Dataset entries
--
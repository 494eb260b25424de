//! # ParkHub
//!
//! Parking-lot reservation backend: administrators manage lots and
//! slots, users occupy and release spots, the system keeps the billing
//! ledger and drives reminder and report jobs in the background.
//!
//! ## Architecture
//!
//! The project follows Clean Architecture principles:
//!
//! - **domain**: Core business entities, the occupancy state machine,
//!   billing math, capacity planning and the storage port
//! - **application**: Use-case services and background workers
//! - **infrastructure**: External concerns (database, cache, crypto)
//! - **notifications**: Structured events, event bus and dispatch worker
//! - **interfaces**: REST API with Swagger documentation
//! - **shared**: Graceful-shutdown coordination

pub mod application;
pub mod config;
pub mod domain;
pub mod infrastructure;
pub mod interfaces;
pub mod notifications;
pub mod shared;

pub use config::{default_config_path, AppConfig};

// Re-export database types for easy access
pub use infrastructure::{init_database, DatabaseConfig, DatabaseStorage, InMemoryStorage};

// Re-export API router
pub use interfaces::http::{create_api_router, ApiState};

// Re-export notifications
pub use notifications::{create_event_bus, Event, EventBus, SharedEventBus};
//! Read-through cache collaborator.
//!
//! The cache is an accelerator, never a correctness dependency: with
//! [`NoopCache`] plugged in, every operation behaves identically. Read
//! paths may consult it first; every mutating operation invalidates
//! through one entity-keyed map instead of hand-written key lists.

use std::sync::Arc;
use std::time::{Duration, Instant};

use async_trait::async_trait;
use dashmap::DashMap;
use serde::de::DeserializeOwned;
use serde::Serialize;
use tracing::debug;

/// Per-kind TTLs.
pub const TTL_LOTS: Duration = Duration::from_secs(300);
pub const TTL_HISTORY: Duration = Duration::from_secs(120);
pub const TTL_SUMMARY: Duration = Duration::from_secs(180);

/// Key-value cache with per-entry TTL.
#[async_trait]
pub trait Cache: Send + Sync {
    async fn get(&self, key: &str) -> Option<String>;
    async fn set(&self, key: &str, value: String, ttl: Duration);
    async fn delete(&self, key: &str);
    async fn clear(&self);
}

/// Process-local cache backed by a concurrent map with lazy expiry.
pub struct InMemoryCache {
    entries: DashMap<String, (String, Instant)>,
}

impl InMemoryCache {
    pub fn new() -> Self {
        Self {
            entries: DashMap::new(),
        }
    }
}

impl Default for InMemoryCache {
    fn default() -> Self {
        Self::new()
    }
}

#[async_trait]
impl Cache for InMemoryCache {
    async fn get(&self, key: &str) -> Option<String> {
        if let Some(entry) = self.entries.get(key) {
            let (value, expires_at) = entry.value();
            if Instant::now() < *expires_at {
                return Some(value.clone());
            }
        }
        // expired entries are evicted on access
        self.entries.remove(key);
        None
    }

    async fn set(&self, key: &str, value: String, ttl: Duration) {
        self.entries
            .insert(key.to_string(), (value, Instant::now() + ttl));
    }

    async fn delete(&self, key: &str) {
        self.entries.remove(key);
    }

    async fn clear(&self) {
        self.entries.clear();
    }
}

/// Cache collaborator absent: all reads miss, all writes are dropped.
pub struct NoopCache;

#[async_trait]
impl Cache for NoopCache {
    async fn get(&self, _key: &str) -> Option<String> {
        None
    }

    async fn set(&self, _key: &str, _value: String, _ttl: Duration) {}

    async fn delete(&self, _key: &str) {}

    async fn clear(&self) {}
}

/// Entities whose cached projections a mutation can stale.
#[derive(Debug, Clone, PartialEq, Eq)]
pub enum CacheEntity {
    Lot(i64),
    User(String),
    AdminSummary,
}

/// Cache key builders. Every key in the system is minted here.
pub mod keys {
    pub fn lots_all() -> String {
        "lots:all".to_string()
    }

    pub fn lot(id: i64) -> String {
        format!("lot:{}", id)
    }

    pub fn user_history(user_id: &str) -> String {
        format!("user:{}:history", user_id)
    }

    pub fn user_summary(user_id: &str) -> String {
        format!("user:{}:summary", user_id)
    }

    pub fn admin_summary() -> String {
        "summary:admin".to_string()
    }
}

/// The keys an entity mutation invalidates.
pub fn invalidation_keys(entity: &CacheEntity) -> Vec<String> {
    match entity {
        CacheEntity::Lot(id) => vec![keys::lot(*id), keys::lots_all(), keys::admin_summary()],
        CacheEntity::User(id) => vec![keys::user_history(id), keys::user_summary(id)],
        CacheEntity::AdminSummary => vec![keys::admin_summary()],
    }
}

/// Typed facade the services talk to.
#[derive(Clone)]
pub struct CacheLayer {
    cache: Arc<dyn Cache>,
}

impl CacheLayer {
    pub fn new(cache: Arc<dyn Cache>) -> Self {
        Self { cache }
    }

    /// Cache disabled; identical behavior, no acceleration.
    pub fn disabled() -> Self {
        Self::new(Arc::new(NoopCache))
    }

    pub async fn get_json<T: DeserializeOwned>(&self, key: &str) -> Option<T> {
        let raw = self.cache.get(key).await?;
        serde_json::from_str(&raw).ok()
    }

    pub async fn set_json<T: Serialize>(&self, key: &str, value: &T, ttl: Duration) {
        if let Ok(raw) = serde_json::to_string(value) {
            self.cache.set(key, raw, ttl).await;
        }
    }

    /// Invalidate every key the given entities map to.
    pub async fn invalidate(&self, entities: &[CacheEntity]) {
        for entity in entities {
            for key in invalidation_keys(entity) {
                debug!(key = %key, "cache invalidate");
                self.cache.delete(&key).await;
            }
        }
    }
}

// ── Tests ──────────────────────────────────────────────────────

#[cfg(test)]
mod tests {
    use super::*;

    #[tokio::test]
    async fn set_then_get_roundtrips() {
        let cache = InMemoryCache::new();
        cache
            .set("k", "v".to_string(), Duration::from_secs(60))
            .await;
        assert_eq!(cache.get("k").await.as_deref(), Some("v"));
    }

    #[tokio::test]
    async fn expired_entry_misses() {
        let cache = InMemoryCache::new();
        cache
            .set("k", "v".to_string(), Duration::from_millis(10))
            .await;
        tokio::time::sleep(Duration::from_millis(30)).await;
        assert!(cache.get("k").await.is_none());
    }

    #[tokio::test]
    async fn delete_and_clear_remove_entries() {
        let cache = InMemoryCache::new();
        cache
            .set("a", "1".to_string(), Duration::from_secs(60))
            .await;
        cache
            .set("b", "2".to_string(), Duration::from_secs(60))
            .await;
        cache.delete("a").await;
        assert!(cache.get("a").await.is_none());
        cache.clear().await;
        assert!(cache.get("b").await.is_none());
    }

    #[tokio::test]
    async fn noop_cache_never_stores() {
        let cache = NoopCache;
        cache
            .set("k", "v".to_string(), Duration::from_secs(60))
            .await;
        assert!(cache.get("k").await.is_none());
    }

    #[test]
    fn lot_mutation_invalidates_lot_list_and_summary() {
        let keys = invalidation_keys(&CacheEntity::Lot(7));
        assert!(keys.contains(&"lot:7".to_string()));
        assert!(keys.contains(&"lots:all".to_string()));
        assert!(keys.contains(&"summary:admin".to_string()));
    }

    #[test]
    fn user_mutation_invalidates_history_and_summary() {
        let keys = invalidation_keys(&CacheEntity::User("u1".into()));
        assert!(keys.contains(&"user:u1:history".to_string()));
        assert!(keys.contains(&"user:u1:summary".to_string()));
    }

    #[tokio::test]
    async fn cache_layer_roundtrips_json() {
        let layer = CacheLayer::new(Arc::new(InMemoryCache::new()));
        layer
            .set_json("nums", &vec![1, 2, 3], Duration::from_secs(60))
            .await;
        let got: Option<Vec<i32>> = layer.get_json("nums").await;
        assert_eq!(got, Some(vec![1, 2, 3]));
    }
}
--
### Task goal
Line by line, print the records above exactly as they stand.

### Answer for the task
repository 494eb260b25424de
//! # ParkHub
//!
//! Parking-lot reservation backend: administrators manage lots and
//! slots, users occupy and release spots, the system keeps the billing
//! ledger and drives reminder and report jobs in the background.
//!
//! ## Architecture
//!
//! The project follows Clean Architecture principles:
//!
//! - **domain**: Core business entities, the occupancy state machine,
//!   billing math, capacity planning and the storage port
//! - **application**: Use-case services and background workers
//! - **infrastructure**: External concerns (database, cache, crypto)
//! - **notifications**: Structured events, event bus and dispatch worker
//! - **interfaces**: REST API with Swagger documentation
//! - **shared**: Graceful-shutdown coordination

pub mod application;
pub mod config;
pub mod domain;
pub mod infrastructure;
pub mod interfaces;
pub mod notifications;
pub mod shared;

pub use config::{default_config_path, AppConfig};

// Re-export database types for easy access
pub use infrastructure::{init_database, DatabaseConfig, DatabaseStorage, InMemoryStorage};

// Re-export API router
pub use interfaces::http::{create_api_router, ApiState};

// Re-export notifications
pub use notifications::{create_event_bus, Event, EventBus, SharedEventBus};
//! Read-through cache collaborator.
//!
//! The cache is an accelerator, never a correctness dependency: with
//! [`NoopCache`] plugged in, every operation behaves identically. Read
//! paths may consult it first; every mutating operation invalidates
//! through one entity-keyed map instead of hand-written key lists.

use std::sync::Arc;
use std::time::{Duration, Instant};

use async_trait::async_trait;
use dashmap::DashMap;
use serde::de::DeserializeOwned;
use serde::Serialize;
use tracing::debug;

/// Per-kind TTLs.
pub const TTL_LOTS: Duration = Duration::from_secs(300);
pub const TTL_HISTORY: Duration = Duration::from_secs(120);
pub const TTL_SUMMARY: Duration = Duration::from_secs(180);

/// Key-value cache with per-entry TTL.
#[async_trait]
pub trait Cache: Send + Sync {
    async fn get(&self, key: &str) -> Option<String>;
    async fn set(&self, key: &str, value: String, ttl: Duration);
    async fn delete(&self, key: &str);
    async fn clear(&self);
}

/// Process-local cache backed by a concurrent map with lazy expiry.
pub struct InMemoryCache {
    entries: DashMap<String, (String, Instant)>,
}

impl InMemoryCache {
    pub fn new() -> Self {
        Self {
            entries: DashMap::new(),
        }
    }
}

impl Default for InMemoryCache {
    fn default() -> Self {
        Self::new()
    }
}

#[async_trait]
impl Cache for InMemoryCache {
    async fn get(&self, key: &str) -> Option<String> {
        if let Some(entry) = self.entries.get(key) {
            let (value, expires_at) = entry.value();
            if Instant::now() < *expires_at {
                return Some(value.clone());
            }
        }
        // expired entries are evicted on access
        self.entries.remove(key);
        None
    }

    async fn set(&self, key: &str, value: String, ttl: Duration) {
        self.entries
            .insert(key.to_string(), (value, Instant::now() + ttl));
    }

    async fn delete(&self, key: &str) {
        self.entries.remove(key);
    }

    async fn clear(&self) {
        self.entries.clear();
    }
}

/// Cache collaborator absent: all reads miss, all writes are dropped.
pub struct NoopCache;

#[async_trait]
impl Cache for NoopCache {
    async fn get(&self, _key: &str) -> Option<String> {
        None
    }

    async fn set(&self, _key: &str, _value: String, _ttl: Duration) {}

    async fn delete(&self, _key: &str) {}

    async fn clear(&self) {}
}

/// Entities whose cached projections a mutation can stale.
#[derive(Debug, Clone, PartialEq, Eq)]
pub enum CacheEntity {
    Lot(i64),
    User(String),
    AdminSummary,
}

/// Cache key builders. Every key in the system is minted here.
pub mod keys {
    pub fn lots_all() -> String {
        "lots:all".to_string()
    }

    pub fn lot(id: i64) -> String {
        format!("lot:{}", id)
    }

    pub fn user_history(user_id: &str) -> String {
        format!("user:{}:history", user_id)
    }

    pub fn user_summary(user_id: &str) -> String {
        format!("user:{}:summary", user_id)
    }

    pub fn admin_summary() -> String {
        "summary:admin".to_string()
    }
}

/// The keys an entity mutation invalidates.
pub fn invalidation_keys(entity: &CacheEntity) -> Vec<String> {
    match entity {
        CacheEntity::Lot(id) => vec![keys::lot(*id), keys::lots_all(), keys::admin_summary()],
        CacheEntity::User(id) => vec![keys::user_history(id), keys::user_summary(id)],
        CacheEntity::AdminSummary => vec![keys::admin_summary()],
    }
}

/// Typed facade the services talk to.
#[derive(Clone)]
pub struct CacheLayer {
    cache: Arc<dyn Cache>,
}

impl CacheLayer {
    pub fn new(cache: Arc<dyn Cache>) -> Self {
        Self { cache }
    }

    /// Cache disabled; identical behavior, no acceleration.
    pub fn disabled() -> Self {
        Self::new(Arc::new(NoopCache))
    }

    pub async fn get_json<T: DeserializeOwned>(&self, key: &str) -> Option<T> {
        let raw = self.cache.get(key).await?;
        serde_json::from_str(&raw).ok()
    }

    pub async fn set_json<T: Serialize>(&self, key: &str, value: &T, ttl: Duration) {
        if let Ok(raw) = serde_json::to_string(value) {
            self.cache.set(key, raw, ttl).await;
        }
    }

    /// Invalidate every key the given entities map to.
    pub async fn invalidate(&self, entities: &[CacheEntity]) {
        for entity in entities {
            for key in invalidation_keys(entity) {
                debug!(key = %key, "cache invalidate");
                self.cache.delete(&key).await;
            }
        }
    }
}

// ── Tests ──────────────────────────────────────────────────────

#[cfg(test)]
mod tests {
    use super::*;

    #[tokio::test]
    async fn set_then_get_roundtrips() {
        let cache = InMemoryCache::new();
        cache
            .set("k", "v".to_string(), Duration::from_secs(60))
            .await;
        assert_eq!(cache.get("k").await.as_deref(), Some("v"));
    }

    #[tokio::test]
    async fn expired_entry_misses() {
        let cache = InMemoryCache::new();
        cache
            .set("k", "v".to_string(), Duration::from_millis(10))
            .await;
        tokio::time::sleep(Duration::from_millis(30)).await;
        assert!(cache.get("k").await.is_none());
    }

    #[tokio::test]
    async fn delete_and_clear_remove_entries() {
        let cache = InMemoryCache::new();
        cache
            .set("a", "1".to_string(), Duration::from_secs(60))
            .await;
        cache
            .set("b", "2".to_string(), Duration::from_secs(60))
            .await;
        cache.delete("a").await;
        assert!(cache.get("a").await.is_none());
        cache.clear().await;
        assert!(cache.get("b").await.is_none());
    }

    #[tokio::test]
    async fn noop_cache_never_stores() {
        let cache = NoopCache;
        cache
            .set("k", "v".to_string(), Duration::from_secs(60))
            .await;
        assert!(cache.get("k").await.is_none());
    }

    #[test]
    fn lot_mutation_invalidates_lot_list_and_summary() {
        let keys = invalidation_keys(&CacheEntity::Lot(7));
        assert!(keys.contains(&"lot:7".to_string()));
        assert!(keys.contains(&"lots:all".to_string()));
        assert!(keys.contains(&"summary:admin".to_string()));
    }

    #[test]
    fn user_mutation_invalidates_history_and_summary() {
        let keys = invalidation_keys(&CacheEntity::User("u1".into()));
        assert!(keys.contains(&"user:u1:history".to_string()));
        assert!(keys.contains(&"user:u1:summary".to_string()));
    }

    #[tokio::test]
    async fn cache_layer_roundtrips_json() {
        let layer = CacheLayer::new(Arc::new(InMemoryCache::new()));
        layer
            .set_json("nums", &vec![1, 2, 3], Duration::from_secs(60))
            .await;
        let got: Option<Vec<i32>> = layer.get_json("nums").await;
        assert_eq!(got, Some(vec![1, 2, 3]));
    }
}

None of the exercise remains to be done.